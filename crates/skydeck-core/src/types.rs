//! # Shell & Widget Domain Types
//!
//! Shared vocabulary between `skydeck-app` (state machines, providers) and
//! `skydeck-tui` (rendering):
//! - [`Theme`] - the global light/dark visual mode
//! - [`WidgetKind`] - one of the four independently loading panels
//! - [`Phase`] / [`WidgetState`] - a widget's data lifecycle
//! - [`Page`] - the sidebar navigation targets

use std::fmt;
use std::str::FromStr;

use serde::{Deserialize, Serialize};

// ── Theme ────────────────────────────────────────────────────────────────────

/// Global visual mode persisted under the `theme` preference key.
#[derive(Debug, Clone, Copy, PartialEq, Eq, Hash, Default, Serialize, Deserialize)]
#[serde(rename_all = "lowercase")]
pub enum Theme {
    #[default]
    Light,
    Dark,
}

impl Theme {
    /// The other mode.
    pub fn toggled(self) -> Self {
        match self {
            Theme::Light => Theme::Dark,
            Theme::Dark => Theme::Light,
        }
    }

    /// Persisted string form (`"light"` or `"dark"`).
    pub fn as_str(self) -> &'static str {
        match self {
            Theme::Light => "light",
            Theme::Dark => "dark",
        }
    }

    pub fn is_dark(self) -> bool {
        self == Theme::Dark
    }
}

impl fmt::Display for Theme {
    fn fmt(&self, f: &mut fmt::Formatter<'_>) -> fmt::Result {
        f.write_str(self.as_str())
    }
}

impl FromStr for Theme {
    type Err = String;

    fn from_str(s: &str) -> Result<Self, Self::Err> {
        match s.trim().to_ascii_lowercase().as_str() {
            "light" => Ok(Theme::Light),
            "dark" => Ok(Theme::Dark),
            other => Err(format!("unknown theme '{other}'")),
        }
    }
}

// ── AppPhase ─────────────────────────────────────────────────────────────────

/// Application lifecycle phase
#[derive(Debug, Clone, Copy, PartialEq, Eq, Default)]
pub enum AppPhase {
    #[default]
    Running,
    Quitting,
}

// ── WidgetKind ───────────────────────────────────────────────────────────────

/// One of the dashboard's independently loading panels.
#[derive(Debug, Clone, Copy, PartialEq, Eq, Hash, PartialOrd, Ord)]
pub enum WidgetKind {
    Weather,
    Finance,
    News,
    Activity,
}

impl WidgetKind {
    pub const ALL: [WidgetKind; 4] = [
        WidgetKind::Weather,
        WidgetKind::Finance,
        WidgetKind::News,
        WidgetKind::Activity,
    ];

    /// Card title
    pub fn title(self) -> &'static str {
        match self {
            WidgetKind::Weather => "Weather",
            WidgetKind::Finance => "Stock Market",
            WidgetKind::News => "Latest News",
            WidgetKind::Activity => "User Activity",
        }
    }

    /// Noun used in the unavailability notice
    pub fn domain(self) -> &'static str {
        match self {
            WidgetKind::Weather => "weather",
            WidgetKind::Finance => "stock",
            WidgetKind::News => "news",
            WidgetKind::Activity => "activity",
        }
    }
}

impl fmt::Display for WidgetKind {
    fn fmt(&self, f: &mut fmt::Formatter<'_>) -> fmt::Result {
        let name = match self {
            WidgetKind::Weather => "weather",
            WidgetKind::Finance => "finance",
            WidgetKind::News => "news",
            WidgetKind::Activity => "activity",
        };
        f.write_str(name)
    }
}

// ── Page ─────────────────────────────────────────────────────────────────────

/// Sidebar navigation targets.
#[derive(Debug, Clone, Copy, PartialEq, Eq, Hash, Default)]
pub enum Page {
    #[default]
    Dashboard,
    Finance,
    Weather,
    News,
}

impl Page {
    pub const ALL: [Page; 4] = [Page::Dashboard, Page::Finance, Page::Weather, Page::News];

    pub fn label(self) -> &'static str {
        match self {
            Page::Dashboard => "Dashboard",
            Page::Finance => "Finance",
            Page::Weather => "Weather",
            Page::News => "News",
        }
    }

    /// Widgets mounted while this page is shown, in layout order
    pub fn widgets(self) -> &'static [WidgetKind] {
        match self {
            Page::Dashboard => &WidgetKind::ALL,
            Page::Finance => &[WidgetKind::Finance],
            Page::Weather => &[WidgetKind::Weather],
            Page::News => &[WidgetKind::News],
        }
    }

    /// Page bound to a number key (`1`-`4`)
    pub fn from_index(index: usize) -> Option<Self> {
        Self::ALL.get(index).copied()
    }

    pub fn index(self) -> usize {
        Self::ALL.iter().position(|p| *p == self).unwrap_or(0)
    }
}

// ── Phase / WidgetState ──────────────────────────────────────────────────────

/// Lifecycle state of a widget's data request.
#[derive(Debug, Clone, Copy, PartialEq, Eq, Default)]
pub enum Phase {
    #[default]
    Idle,
    Loading,
    Ready,
    Failed,
}

impl Phase {
    /// `Ready` and `Failed` end a mount's lifecycle.
    pub fn is_terminal(self) -> bool {
        matches!(self, Phase::Ready | Phase::Failed)
    }

    /// Skeleton placeholders are drawn in these phases.
    pub fn shows_placeholder(self) -> bool {
        matches!(self, Phase::Idle | Phase::Loading)
    }
}

/// Generic unavailability descriptor. Provider detail is not carried.
#[derive(Debug, Clone, Copy, PartialEq, Eq)]
pub struct ErrorInfo {
    _unavailable: (),
}

impl ErrorInfo {
    pub fn unavailable() -> Self {
        Self { _unavailable: () }
    }
}

impl fmt::Display for ErrorInfo {
    fn fmt(&self, f: &mut fmt::Formatter<'_>) -> fmt::Result {
        f.write_str("data unavailable")
    }
}

#[derive(Debug, Clone, PartialEq)]
enum Slot<T> {
    Idle,
    Loading,
    Ready(T),
    Failed(ErrorInfo),
}

/// Per-widget lifecycle: `Idle -> Loading -> Ready | Failed`.
///
/// Data is present only while `Ready` and the error only while `Failed`;
/// the private slot makes any other combination unrepresentable.
#[derive(Debug, Clone, PartialEq)]
pub struct WidgetState<T> {
    slot: Slot<T>,
}

impl<T> Default for WidgetState<T> {
    fn default() -> Self {
        Self { slot: Slot::Idle }
    }
}

impl<T> WidgetState<T> {
    pub fn new() -> Self {
        Self::default()
    }

    pub fn phase(&self) -> Phase {
        match self.slot {
            Slot::Idle => Phase::Idle,
            Slot::Loading => Phase::Loading,
            Slot::Ready(_) => Phase::Ready,
            Slot::Failed(_) => Phase::Failed,
        }
    }

    pub fn data(&self) -> Option<&T> {
        match &self.slot {
            Slot::Ready(data) => Some(data),
            _ => None,
        }
    }

    pub fn error(&self) -> Option<&ErrorInfo> {
        match &self.slot {
            Slot::Failed(err) => Some(err),
            _ => None,
        }
    }

    pub fn is_ready(&self) -> bool {
        matches!(self.slot, Slot::Ready(_))
    }

    /// `Idle -> Loading`. Returns `false` (and changes nothing) from any
    /// other phase.
    #[must_use]
    pub fn begin_loading(&mut self) -> bool {
        if matches!(self.slot, Slot::Idle) {
            self.slot = Slot::Loading;
            true
        } else {
            false
        }
    }

    /// `Loading -> Ready | Failed`. A completion outside `Loading` is ignored.
    #[must_use]
    pub fn complete(&mut self, outcome: Result<T, ErrorInfo>) -> bool {
        if !matches!(self.slot, Slot::Loading) {
            return false;
        }
        self.slot = match outcome {
            Ok(data) => Slot::Ready(data),
            Err(err) => Slot::Failed(err),
        };
        true
    }

    /// Back to `Idle`, dropping any data or error.
    pub fn reset(&mut self) {
        self.slot = Slot::Idle;
    }
}

#[cfg(test)]
mod tests {
    use super::*;

    #[test]
    fn test_theme_toggle_round_trips() {
        assert_eq!(Theme::Light.toggled(), Theme::Dark);
        assert_eq!(Theme::Light.toggled().toggled(), Theme::Light);
    }

    #[test]
    fn test_theme_parsing() {
        assert_eq!("dark".parse::<Theme>(), Ok(Theme::Dark));
        assert_eq!(" Light ".parse::<Theme>(), Ok(Theme::Light));
        assert!("sepia".parse::<Theme>().is_err());
        assert_eq!(Theme::Dark.to_string(), "dark");
    }

    #[test]
    fn test_page_widgets() {
        assert_eq!(Page::Dashboard.widgets().len(), 4);
        assert_eq!(Page::News.widgets(), &[WidgetKind::News]);
        assert_eq!(Page::from_index(1), Some(Page::Finance));
        assert_eq!(Page::from_index(4), None);
        assert_eq!(Page::Weather.index(), 2);
    }

    #[test]
    fn test_widget_state_success_sequence() {
        let mut state: WidgetState<u32> = WidgetState::new();
        let mut seen = vec![state.phase()];

        assert!(state.begin_loading());
        seen.push(state.phase());
        assert!(state.complete(Ok(7)));
        seen.push(state.phase());

        assert_eq!(seen, vec![Phase::Idle, Phase::Loading, Phase::Ready]);
        assert_eq!(state.data(), Some(&7));
        assert!(state.error().is_none());
    }

    #[test]
    fn test_widget_state_failure_has_no_data() {
        let mut state: WidgetState<u32> = WidgetState::new();
        assert!(state.begin_loading());
        assert!(state.complete(Err(ErrorInfo::unavailable())));

        assert_eq!(state.phase(), Phase::Failed);
        assert!(state.data().is_none());
        assert_eq!(state.error(), Some(&ErrorInfo::unavailable()));
    }

    #[test]
    fn test_widget_state_cannot_skip_loading() {
        let mut state: WidgetState<u32> = WidgetState::new();
        assert!(!state.complete(Ok(1)));
        assert_eq!(state.phase(), Phase::Idle);
    }

    #[test]
    fn test_widget_state_single_completion() {
        let mut state: WidgetState<u32> = WidgetState::new();
        assert!(state.begin_loading());
        assert!(state.complete(Ok(1)));
        assert!(!state.complete(Ok(2)));
        assert!(!state.begin_loading());
        assert_eq!(state.data(), Some(&1));
    }

    #[test]
    fn test_widget_state_reset_restarts_from_idle() {
        let mut state: WidgetState<u32> = WidgetState::new();
        assert!(state.begin_loading());
        assert!(state.complete(Err(ErrorInfo::unavailable())));
        state.reset();
        assert_eq!(state.phase(), Phase::Idle);
        assert!(state.error().is_none());
        assert!(state.begin_loading());
    }
}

Task to complete -
Find how many lines in the listing hold "Deserialize", and reply with that number only.

Result -
2